Penurunan terbesar terjadi pada kelompok bahan baku dan penolong yang menyumbang 89,69 persen keseluruhan impor Jawa Tengah.

Promosi Telkom dan Scala Jepang Dorong Inovasi Pertanian demi Keberlanjutan Pangan

Terkait hal tersebut, Ketua Asosiasi Pengusaha Indonesia (Apindo) Provinsi Jawa Tengah, Frans Kongi, menyampaikan pelemahan kinerja manufaktur di Jawa Tengah disebabkan oleh menurunnya permintaan dari pasar luar negeri.

“Dulu kita cari pasar luar, tapi sekarang kita coba manfaatkan pasar dalam negeri. Sampai sekarang, daya beli masyarakat masih oke. Meskipun tidak terlalu meninggi, tapi masih cukup baik sehingga perusahaan-perusahaan ini masih bisa tetap bertahan,” jelas Frans saat dihubungi pada Kamis (19/1/2023).
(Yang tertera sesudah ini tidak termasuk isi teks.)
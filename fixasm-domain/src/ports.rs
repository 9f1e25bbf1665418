use camino::{Utf8Path, Utf8PathBuf};
use fixasm_types::{ASM_SUFFIX, FixError, FixResult, VENDOR_DIR};
use tracing::debug;
use walkdir::{DirEntry, WalkDir};

/// Read-only view of a source tree.
///
/// The driver pulls assembly files one at a time so that a failure stops the
/// walk before any later file is visited.
pub trait TreeView {
    fn root(&self) -> &Utf8Path;

    /// Assembly files under the root, relative to it, in lexical order.
    fn assembly_files(&self) -> Box<dyn Iterator<Item = FixResult<Utf8PathBuf>> + '_>;
}

/// File-system backed `TreeView`.
#[derive(Debug, Clone)]
pub struct FsTreeView {
    root: Utf8PathBuf,
}

impl FsTreeView {
    pub fn new(root: Utf8PathBuf) -> Self {
        Self { root }
    }

    /// Convenience for callers that want the whole list up front.
    pub fn collect_assembly_files(&self) -> FixResult<Vec<Utf8PathBuf>> {
        self.assembly_files().collect()
    }

    fn visit(&self, entry: walkdir::Result<DirEntry>) -> FixResult<Option<Utf8PathBuf>> {
        let entry = match entry {
            Ok(entry) => entry,
            Err(e) => {
                let path = e
                    .path()
                    .map(|p| Utf8PathBuf::from(p.to_string_lossy().into_owned()))
                    .unwrap_or_else(|| self.root.clone());
                return Err(FixError::io(path, e.into()));
            }
        };

        if !entry.file_type().is_file() {
            return Ok(None);
        }
        if !is_assembly_file_name(entry.file_name().as_encoded_bytes()) {
            return Ok(None);
        }

        let rel = entry
            .path()
            .strip_prefix(&self.root)
            .unwrap_or(entry.path())
            .to_path_buf();
        let rel = Utf8PathBuf::from_path_buf(rel).map_err(|p| FixError::InvalidPath {
            path: p.to_string_lossy().into_owned(),
        })?;
        Ok(Some(rel))
    }
}

impl TreeView for FsTreeView {
    fn root(&self) -> &Utf8Path {
        &self.root
    }

    fn assembly_files(&self) -> Box<dyn Iterator<Item = FixResult<Utf8PathBuf>> + '_> {
        let walker = WalkDir::new(&self.root)
            .follow_links(false)
            .sort_by_file_name()
            .into_iter()
            .filter_entry(|e| !is_vendor_dir(e));

        Box::new(walker.filter_map(move |entry| self.visit(entry).transpose()))
    }
}

/// Case-sensitive `.s` suffix check on a raw file name.
pub fn is_assembly_file_name(name: &[u8]) -> bool {
    name.ends_with(ASM_SUFFIX.as_bytes())
}

fn is_vendor_dir(entry: &DirEntry) -> bool {
    // The root itself is never pruned, whatever it is called.
    let skip = entry.depth() > 0 && entry.file_type().is_dir() && entry.file_name() == VENDOR_DIR;
    if skip {
        debug!("skipping vendor tree {}", entry.path().display());
    }
    skip
}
Frans mengakui bahwa pelaku usaha terpaksa melakukan Pemutusan Hubungan Kerja (PHK) untuk bisa bertahan di tengah kondisi sulit itu.

“Tapi terus terang, tidak begitu banyak. Karena paling banyak itu dirumahkan sementara. Ketika order kembali naik bisa dipekerjakan kembali,” jelasnya.
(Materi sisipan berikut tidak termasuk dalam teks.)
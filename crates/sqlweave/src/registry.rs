//! Named executors with current/default selection and per-connection counters.
//!
//! ```ignore
//! let mut registry = ConnectionRegistry::with_config(
//!     RegistryConfig::new().with_slow_query_threshold(Duration::from_millis(250)),
//! );
//! registry.add("primary", primary);
//! registry.add("replica", replica);
//!
//! registry.use_connection("replica")?;
//! let rows = qb::select("products").get(&registry).await?;
//! println!("{:?}", registry.stats("replica")?);
//! ```

use crate::client::Executor;
use crate::error::{WeaveError, WeaveResult};
use crate::qb::{Param, SQL_LOG_TARGET};
use crate::row::Row;
use std::future::Future;
use std::sync::atomic::{AtomicU64, Ordering};
use std::time::{Duration, Instant};

/// Configuration for registry timing and timeouts.
#[derive(Debug, Clone, Default, PartialEq, Eq)]
pub struct RegistryConfig {
    /// Calls slower than this are logged at WARN. `None` disables the check.
    pub slow_query_threshold: Option<Duration>,
    /// Per-call limit; a call running longer is dropped. `None` waits forever.
    pub query_timeout: Option<Duration>,
}

impl RegistryConfig {
    /// No slow-query log and no timeout.
    pub fn new() -> Self {
        Self::default()
    }

    /// Set the slow query threshold.
    pub fn with_slow_query_threshold(mut self, threshold: Duration) -> Self {
        self.slow_query_threshold = Some(threshold);
        self
    }

    /// Set the query timeout duration.
    ///
    /// Calls exceeding this duration are dropped and return [`WeaveError::Timeout`].
    pub fn with_query_timeout(mut self, timeout: Duration) -> Self {
        self.query_timeout = Some(timeout);
        self
    }
}

/// Snapshot of one connection's counters.
#[derive(Debug, Clone, Default, PartialEq, Eq)]
pub struct ConnectionStats {
    /// Calls made through the registry, failed ones included.
    pub queries: u64,
    /// Calls that returned an error (timeouts included).
    pub failed: u64,
    /// Total execution time.
    pub total_duration: Duration,
    /// Slowest call.
    pub max_duration: Duration,
}

#[derive(Debug, Default)]
struct Counters {
    queries: AtomicU64,
    failed: AtomicU64,
    total_duration_nanos: AtomicU64,
    max_duration_nanos: AtomicU64,
}

impl Counters {
    fn record(&self, duration: Duration, failed: bool) {
        let nanos = u64::try_from(duration.as_nanos()).unwrap_or(u64::MAX);
        self.queries.fetch_add(1, Ordering::Relaxed);
        if failed {
            self.failed.fetch_add(1, Ordering::Relaxed);
        }
        let prev = self.total_duration_nanos.fetch_add(nanos, Ordering::Relaxed);
        if prev.checked_add(nanos).is_none() {
            self.total_duration_nanos.store(u64::MAX, Ordering::Relaxed);
        }
        self.max_duration_nanos.fetch_max(nanos, Ordering::Relaxed);
    }

    fn snapshot(&self) -> ConnectionStats {
        ConnectionStats {
            queries: self.queries.load(Ordering::Relaxed),
            failed: self.failed.load(Ordering::Relaxed),
            total_duration: Duration::from_nanos(self.total_duration_nanos.load(Ordering::Relaxed)),
            max_duration: Duration::from_nanos(self.max_duration_nanos.load(Ordering::Relaxed)),
        }
    }

    fn reset(&self) {
        self.queries.store(0, Ordering::Relaxed);
        self.failed.store(0, Ordering::Relaxed);
        self.total_duration_nanos.store(0, Ordering::Relaxed);
        self.max_duration_nanos.store(0, Ordering::Relaxed);
    }
}

#[derive(Debug)]
struct Entry<E> {
    name: String,
    executor: E,
    counters: Counters,
}

/// A directory of named executors.
///
/// The first connection added becomes both the default and the current one.
/// The registry itself implements [`Executor`] by delegating to the current
/// connection, so builders run against it directly. Switching connections needs
/// `&mut self`; share a registry across tasks only behind your own lock.
#[derive(Debug)]
pub struct ConnectionRegistry<E> {
    entries: Vec<Entry<E>>,
    default: Option<usize>,
    current: Option<usize>,
    config: RegistryConfig,
}

impl<E> Default for ConnectionRegistry<E> {
    fn default() -> Self {
        Self::with_config(RegistryConfig::default())
    }
}

impl<E> ConnectionRegistry<E> {
    /// Create an empty registry.
    pub fn new() -> Self {
        Self::default()
    }

    /// Create an empty registry with timing settings.
    pub fn with_config(config: RegistryConfig) -> Self {
        Self {
            entries: Vec::new(),
            default: None,
            current: None,
            config,
        }
    }

    /// Registry settings.
    pub fn config(&self) -> &RegistryConfig {
        &self.config
    }

    fn position(&self, name: &str) -> WeaveResult<usize> {
        self.entries
            .iter()
            .position(|entry| entry.name == name)
            .ok_or_else(|| WeaveError::UnknownConnection(name.to_string()))
    }

    /// Register `executor` under `name`, replacing (and resetting) an existing entry.
    pub fn add(&mut self, name: impl Into<String>, executor: E) {
        let name = name.into();
        let entry = Entry {
            name,
            executor,
            counters: Counters::default(),
        };
        match self.position(&entry.name) {
            Ok(idx) => self.entries[idx] = entry,
            Err(_) => {
                self.entries.push(entry);
                let idx = self.entries.len() - 1;
                self.default.get_or_insert(idx);
                self.current.get_or_insert(idx);
            }
        }
    }

    /// Make `name` the default connection.
    pub fn set_default(&mut self, name: &str) -> WeaveResult<()> {
        self.default = Some(self.position(name)?);
        Ok(())
    }

    /// Make `name` the current connection.
    pub fn use_connection(&mut self, name: &str) -> WeaveResult<()> {
        self.current = Some(self.position(name)?);
        Ok(())
    }

    /// Switch the current connection back to the default one.
    pub fn use_default(&mut self) {
        self.current = self.default;
    }

    /// Name of the current connection.
    pub fn current_name(&self) -> Option<&str> {
        self.current.map(|idx| self.entries[idx].name.as_str())
    }

    /// Name of the default connection.
    pub fn default_name(&self) -> Option<&str> {
        self.default.map(|idx| self.entries[idx].name.as_str())
    }

    /// Executor registered under `name`.
    pub fn get(&self, name: &str) -> Option<&E> {
        self.position(name)
            .ok()
            .map(|idx| &self.entries[idx].executor)
    }

    /// Registered names, in the order they were added.
    pub fn names(&self) -> Vec<&str> {
        self.entries.iter().map(|entry| entry.name.as_str()).collect()
    }

    /// Number of registered connections.
    pub fn len(&self) -> usize {
        self.entries.len()
    }

    /// Whether no connection is registered.
    pub fn is_empty(&self) -> bool {
        self.entries.is_empty()
    }

    /// Counters of the connection registered under `name`.
    pub fn stats(&self, name: &str) -> WeaveResult<ConnectionStats> {
        let idx = self.position(name)?;
        Ok(self.entries[idx].counters.snapshot())
    }

    /// Reset the counters of every connection.
    pub fn reset_stats(&self) {
        for entry in &self.entries {
            entry.counters.reset();
        }
    }

    fn current_entry(&self) -> WeaveResult<&Entry<E>> {
        self.current
            .map(|idx| &self.entries[idx])
            .ok_or_else(|| WeaveError::UnknownConnection("<none registered>".to_string()))
    }

    async fn timed<T, F>(&self, entry: &Entry<E>, sql: &str, future: F) -> WeaveResult<T>
    where
        F: Future<Output = WeaveResult<T>> + Send,
    {
        let start = Instant::now();
        let result = match self.config.query_timeout {
            Some(timeout) => match tokio::time::timeout(timeout, future).await {
                Ok(result) => result,
                Err(_) => Err(WeaveError::Timeout(timeout)),
            },
            None => future.await,
        };
        let duration = start.elapsed();

        entry.counters.record(duration, result.is_err());

        if let Err(err) = &result {
            tracing::warn!(
                target: SQL_LOG_TARGET,
                connection = %entry.name,
                duration_ms = duration.as_millis() as u64,
                error = %err,
                sql = %sql,
                "query failed"
            );
        } else if self
            .config
            .slow_query_threshold
            .is_some_and(|threshold| duration >= threshold)
        {
            tracing::warn!(
                target: SQL_LOG_TARGET,
                connection = %entry.name,
                duration_ms = duration.as_millis() as u64,
                sql = %sql,
                "slow query"
            );
        }
        result
    }
}

impl<E: Executor> Executor for ConnectionRegistry<E> {
    fn fetch(
        &self,
        sql: &str,
        params: &[Param],
    ) -> impl Future<Output = WeaveResult<Vec<Row>>> + Send {
        async move {
            let entry = self.current_entry()?;
            self.timed(entry, sql, entry.executor.fetch(sql, params)).await
        }
    }

    fn execute(
        &self,
        sql: &str,
        params: &[Param],
    ) -> impl Future<Output = WeaveResult<u64>> + Send {
        async move {
            let entry = self.current_entry()?;
            self.timed(entry, sql, entry.executor.execute(sql, params)).await
        }
    }
}

#[cfg(test)]
mod tests {
    use super::*;

    #[test]
    fn first_added_is_default_and_current() {
        let mut registry = ConnectionRegistry::new();
        assert!(registry.current_name().is_none());
        registry.add("primary", 1u8);
        registry.add("replica", 2u8);
        assert_eq!(registry.default_name(), Some("primary"));
        assert_eq!(registry.current_name(), Some("primary"));
        assert_eq!(registry.names(), vec!["primary", "replica"]);
        assert_eq!(registry.get("replica"), Some(&2));
    }

    #[test]
    fn switching_connections() {
        let mut registry = ConnectionRegistry::new();
        registry.add("primary", ());
        registry.add("replica", ());
        registry.use_connection("replica").unwrap();
        assert_eq!(registry.current_name(), Some("replica"));
        registry.use_default();
        assert_eq!(registry.current_name(), Some("primary"));
        registry.set_default("replica").unwrap();
        registry.use_default();
        assert_eq!(registry.current_name(), Some("replica"));
        assert!(matches!(
            registry.use_connection("missing"),
            Err(WeaveError::UnknownConnection(_))
        ));
    }

    #[test]
    fn counters_accumulate_and_reset() {
        let counters = Counters::default();
        counters.record(Duration::from_millis(5), false);
        counters.record(Duration::from_millis(20), true);
        let stats = counters.snapshot();
        assert_eq!(stats.queries, 2);
        assert_eq!(stats.failed, 1);
        assert_eq!(stats.total_duration, Duration::from_millis(25));
        assert_eq!(stats.max_duration, Duration::from_millis(20));
        counters.reset();
        assert_eq!(counters.snapshot(), ConnectionStats::default());
    }
}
Kabar gelombang PHK itu memang sudah terdengar sejak beberapa waktu lalu. Sebelumnya, gelombang PHK dilaporkan terjadi di wilayah Tangerang.
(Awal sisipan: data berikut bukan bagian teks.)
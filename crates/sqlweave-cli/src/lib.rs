mod cli;
mod query_file;
mod render;

pub fn run(args: Vec<String>) -> anyhow::Result<()> {
    let cmd = cli::parse_args(&args)?;
    match cmd {
        cli::Command::Help => {
            cli::print_help();
            Ok(())
        }
        cli::Command::Render(args) => render::run(args),
    }
}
Di Jawa Tengah sendiri, kabar PHK sempat terdengar di wilayah Brebes. “Di Brebes itu untuk alas kaki kira-kira ada 600 orang yang di-PHK. Semarang kelihatannya sampai sekarang masih aman-aman, Sukoharjo dan Boyolali sedikit sekali, hampir tidak ada. Kalau ditotal se-Jawa Tengah paling banyak saya kira 1.500,” ungkap Frans.

Dari jumlah tersebut, Frans mengaku kurang sepakat jika fenomena tersebut dianggap sebagai gelombang PHK massal. Pasalnya, pelaku usaha masih berupaya untuk bisa mempertahankan karyawan meskipun mesti merumahkannya untuk sementara waktu.

“Ada orang-orang atau oknum yang terlalu melebih-lebihkan, untuk menimbulkan kepanikan. Tapi sebenarnya, sekarang kita masih oke-oke saja. Industri manufaktur juga masih bekerja. Memang, kapasitasnya sedikit menurun,” jelas Frans.

Ancaman Inflasi

Kementerian Perindustrian atau Kemenperin pun berupaya menghidupkan pasar domestik, tetapi terkendala banjir impor.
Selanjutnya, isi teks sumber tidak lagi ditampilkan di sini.